Zeba Augustin N, Martin Prével Yves, Somé Issa T, Delisle Hélène F
Department of Nutrition, Faculty of Medicine, Université de Montréal, C,P, 6128 succ, Centre-ville, Montréal Qc, H3C 3J7, Canada.
Nutr J. 2006 Jul 17;5:17. doi: 10.1186/1475-2891-5-17.
Vitamin A (VA) deficiency is widespread in sub-Saharan Africa and school-age children are a vulnerable group. In Burkina Faso, the production and consumption of red palm oil (RPO) is being promoted as a food supplement for VA. The objective of the study was to assess the impact on serum retinol of adding RPO to school lunch in two test zones of Burkina Faso.
Over one school year, 15 ml RPO was added to individual meals 3 times a week in selected primary schools in two sites. Serum retinol was measured with HPLC at baseline and exactly 12 months later to take account of seasonality. A simple pre-post test design was used in the Kaya area (north-central Burkina), where 239 pupils from 15 intervention schools were randomly selected for the evaluation. In Bogandé (eastern Burkina), 24 schools were randomised for the controlled intervention trial: 8 negative controls (G1) with only the regular school lunch; 8 positive controls (G2) where the pupils received a single VA capsule (60 mg) at the end of the school year; and 8 schools with RPO through the school year (G3). A random sample of 128 pupils in each school group took part in the evaluation.
In Kaya, serum retinol went from 0.77 +/- 0.37 micromol/L at baseline to 1.07 +/- 0.40 micromol/L one year later (p < 0.001). The rate of low serum retinol (< 0.7 micromol/L) declined from 47.2% to 13.1%. In Bogandé, serum retinol increased significantly (p < 0.001) only in the capsule and RPO groups, going from 0.77 +/- 0.28 to 0.98 +/- 0.33 micromol/L in the former, and from 0.82 +/- 0.3 to 0.98 +/- 0.33 micromol/L in the latter. The rate of low serum retinol went from 46.1 to 17.1% in the VA capsule group and from 40.4% to 14.9% in the RPO group. VA-deficient children benefited the most from the capsule or RPO. Female sex, age and height-for-age were positively associated with the response to VA capsules or RPO.
RPO given regularly in small amounts appears highly effective in the reduction of VA deficiency. RPO deserves more attention as a food supplement for VA and as a potential source of rural income in Sahelian countries.

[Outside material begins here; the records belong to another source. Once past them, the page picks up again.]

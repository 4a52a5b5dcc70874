use std::collections::BTreeMap;

use chrono::{DateTime, Utc};
use serde::{Deserialize, Serialize};
use serde_json::Value;

/// One captured log line for an activity, as converted from a `tracing`
/// event by the capturing layer (§4.4). `attributes` uses a `BTreeMap` so
/// serialized output is stable across runs, which matters for the history
/// store's on-disk diffability.
#[derive(Debug, Clone, Serialize, Deserialize)]
pub struct LogEntry {
    pub time: DateTime<Utc>,
    pub level: String,
    pub message: String,
    #[serde(default, skip_serializing_if = "BTreeMap::is_empty")]
    pub attributes: BTreeMap<String, Value>,
}

impl LogEntry {
    pub fn new(time: DateTime<Utc>, level: impl Into<String>, message: impl Into<String>) -> Self {
        Self {
            time,
            level: level.into(),
            message: message.into(),
            attributes: BTreeMap::new(),
        }
    }

    pub fn with_attribute(mut self, key: impl Into<String>, value: impl Into<Value>) -> Self {
        self.attributes.insert(key.into(), value.into());
        self
    }
}

#[cfg(test)]
mod tests {
    use super::*;
    use serde_json::json;

    #[test]
    fn attributes_round_trip_through_json() {
        let entry = LogEntry::new(Utc::now(), "INFO", "booted")
            .with_attribute("host", "10.0.0.5")
            .with_attribute("retries", 2);
        let raw = serde_json::to_string(&entry).unwrap();
        let back: LogEntry = serde_json::from_str(&raw).unwrap();
        assert_eq!(back.message, "booted");
        assert_eq!(back.attributes.get("host"), Some(&json!("10.0.0.5")));
        assert_eq!(back.attributes.get("retries"), Some(&json!(2)));
    }

    #[test]
    fn empty_attributes_are_omitted_from_serialization() {
        let entry = LogEntry::new(Utc::now(), "DEBUG", "no-op");
        let raw = serde_json::to_string(&entry).unwrap();
        assert!(!raw.contains("attributes"));
    }
}
//! Concrete domain activities for the power-on/backup/power-off pipeline
//! (SPEC_FULL.md component 14). Everything generic — dependency wiring,
//! status lines, log capture — lives upstream of this module; this module
//! is where the engine actually touches IPMI, SSH, and PBS.

pub mod backup_job;
pub mod ipmi;
pub mod pbs_client;
pub mod power_off;
pub mod power_on;
pub mod ssh;
pub mod workflows;

pub use backup_job::{BackupJob, BackupJobConfig, BackupJobKind, DocumentsJob, MediaJob};
pub use ipmi::{IpmiClient, IpmiTarget, PowerState};
pub use pbs_client::{PbsClient, PbsTarget};
pub use power_off::{PowerOff, PowerOffConfig};
pub use power_on::{PowerOn, PowerOnConfig};
pub use ssh::{SshClient, SshTarget};
pub use workflows::{build_workflow_factories, Collaborators, DEFAULT_PIPELINE};
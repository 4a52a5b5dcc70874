//! Structured-log capture into per-activity rings (§4.4).
//!
//! `CapturingLayer` is a `tracing_subscriber::Layer` that taps every event
//! flowing through the base logging pipeline and files it under whichever
//! activity's span produced it, without disturbing normal output — it never
//! swallows an event, only copies it.

use std::collections::BTreeMap;
use std::sync::Arc;

use dashmap::DashMap;
use tracing::field::{Field, Visit};
use tracing::span::Attributes;
use tracing::{Event, Id, Subscriber};
use tracing_subscriber::layer::{Context, Layer};
use tracing_subscriber::registry::LookupSpan;

use pbsflow_common::LogEntry;

/// Concurrent multimap of activity id (as rendered by `ActivityId::Display`)
/// to its append-only log ring.
#[derive(Clone, Default)]
pub struct LogCollector {
    entries: Arc<DashMap<String, Vec<LogEntry>>>,
}

impl LogCollector {
    pub fn new() -> Self {
        Self::default()
    }

    pub fn append(&self, activity_id: &str, entry: LogEntry) {
        self.entries.entry(activity_id.to_string()).or_default().push(entry);
    }

    pub fn logs_for(&self, activity_id: &str) -> Vec<LogEntry> {
        self.entries
            .get(activity_id)
            .map(|entry| entry.value().clone())
            .unwrap_or_default()
    }

    pub fn clear(&self) {
        self.entries.clear();
    }
}

struct ActivityIdBinding(String);

/// Captures the `activity` field recorded on a span at creation time, e.g.
/// `tracing::info_span!("activity", activity = %id)`.
#[derive(Default)]
struct ActivityFieldVisitor(Option<String>);

impl Visit for ActivityFieldVisitor {
    fn record_debug(&mut self, field: &Field, value: &dyn std::fmt::Debug) {
        if field.name() == "activity" {
            self.0 = Some(format!("{value:?}").trim_matches('"').to_string());
        }
    }

    fn record_str(&mut self, field: &Field, value: &str) {
        if field.name() == "activity" {
            self.0 = Some(value.to_string());
        }
    }
}

#[derive(Default)]
struct EventFieldVisitor {
    message: Option<String>,
    attributes: BTreeMap<String, serde_json::Value>,
}

impl Visit for EventFieldVisitor {
    fn record_debug(&mut self, field: &Field, value: &dyn std::fmt::Debug) {
        let rendered = format!("{value:?}");
        if field.name() == "message" {
            self.message = Some(rendered.trim_matches('"').to_string());
        } else {
            self.attributes
                .insert(field.name().to_string(), serde_json::Value::String(rendered));
        }
    }

    fn record_str(&mut self, field: &Field, value: &str) {
        if field.name() == "message" {
            self.message = Some(value.to_string());
        } else {
            self.attributes
                .insert(field.name().to_string(), serde_json::Value::String(value.to_string()));
        }
    }

    fn record_i64(&mut self, field: &Field, value: i64) {
        self.attributes.insert(field.name().to_string(), value.into());
    }

    fn record_u64(&mut self, field: &Field, value: u64) {
        self.attributes.insert(field.name().to_string(), value.into());
    }

    fn record_bool(&mut self, field: &Field, value: bool) {
        self.attributes.insert(field.name().to_string(), value.into());
    }

    fn record_f64(&mut self, field: &Field, value: f64) {
        if let Some(number) = serde_json::Number::from_f64(value) {
            self.attributes
                .insert(field.name().to_string(), serde_json::Value::Number(number));
        }
    }

    fn record_error(&mut self, field: &Field, value: &(dyn std::error::Error + 'static)) {
        self.attributes
            .insert(field.name().to_string(), serde_json::Value::String(value.to_string()));
    }
}

/// `tracing_subscriber::Layer` that mirrors events into a [`LogCollector`],
/// keyed by the `ActivityId` bound on the nearest enclosing span.
pub struct CapturingLayer {
    collector: LogCollector,
}

impl CapturingLayer {
    pub fn new(collector: LogCollector) -> Self {
        Self { collector }
    }
}

impl<S> Layer<S> for CapturingLayer
where
    S: Subscriber + for<'a> LookupSpan<'a>,
{
    fn enabled(&self, _metadata: &tracing::Metadata<'_>, _ctx: Context<'_, S>) -> bool {
        true
    }

    fn on_new_span(&self, attrs: &Attributes<'_>, id: &Id, ctx: Context<'_, S>) {
        let mut visitor = ActivityFieldVisitor::default();
        attrs.record(&mut visitor);
        if let Some(activity_id) = visitor.0
            && let Some(span) = ctx.span(id)
        {
            span.extensions_mut().insert(ActivityIdBinding(activity_id));
        }
    }

    fn on_event(&self, event: &Event<'_>, ctx: Context<'_, S>) {
        let Some(activity_id) = ctx.event_scope(event).and_then(|scope| {
            scope
                .into_iter()
                .find_map(|span| span.extensions().get::<ActivityIdBinding>().map(|b| b.0.clone()))
        }) else {
            return;
        };

        let mut visitor = EventFieldVisitor::default();
        event.record(&mut visitor);

        let entry = LogEntry {
            time: chrono::Utc::now(),
            level: event.metadata().level().to_string().to_lowercase(),
            message: visitor.message.unwrap_or_default(),
            attributes: visitor.attributes,
        };

        self.collector.append(&activity_id, entry);
    }
}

维生素A(VA)缺乏在撒哈拉以南非洲地区普遍存在,学龄儿童是弱势群体。在布基纳法索,红棕榈油(RPO)的生产和消费作为VA的食物补充剂正在得到推广。本研究的目的是评估在布基纳法索两个试验区的学校午餐中添加RPO对血清视黄醇的影响。
在一学年期间,在两个地点的选定小学中,每周3次在个人餐食中添加15毫升RPO。为了考虑季节性因素,在基线时以及正好12个月后用高效液相色谱法测量血清视黄醇。在卡亚地区(布基纳法索中北部)采用简单的前后测试设计,从15所干预学校中随机选择239名学生进行评估。在博甘代(布基纳法索东部),24所学校被随机分配到对照干预试验中:8所阴性对照学校(G1组),仅提供常规学校午餐;8所阳性对照学校(G2组),学生在学年末接受一粒VA胶囊(60毫克);8所学校在整个学年提供RPO(G3组)。每个学校组随机抽取128名学生参与评估。
在卡亚地区,血清视黄醇从基线时的0.77±0.37微摩尔/升升至一年后的1.07±0.40微摩尔/升(p<0.001)。低血清视黄醇水平(<0.7微摩尔/升)的比例从47.2%降至13.1%。在博甘代,仅在胶囊组和RPO组血清视黄醇显著升高(p<0.001),前者从0.77±0.28微摩尔/升升至0.98±0.33微摩尔/升,后者从0.82±0.3微摩尔/升升至0.98±0.33微摩尔/升。VA胶囊组低血清视黄醇水平的比例从46.1%降至17.1%,RPO组从40.4%降至14.9%。VA缺乏儿童从胶囊或RPO中受益最大。女性、年龄和年龄别身高与对VA胶囊或RPO的反应呈正相关。
定期少量给予RPO似乎在减少VA缺乏方面非常有效。RPO作为VA的食物补充剂以及萨赫勒国家农村收入的潜在来源值得更多关注。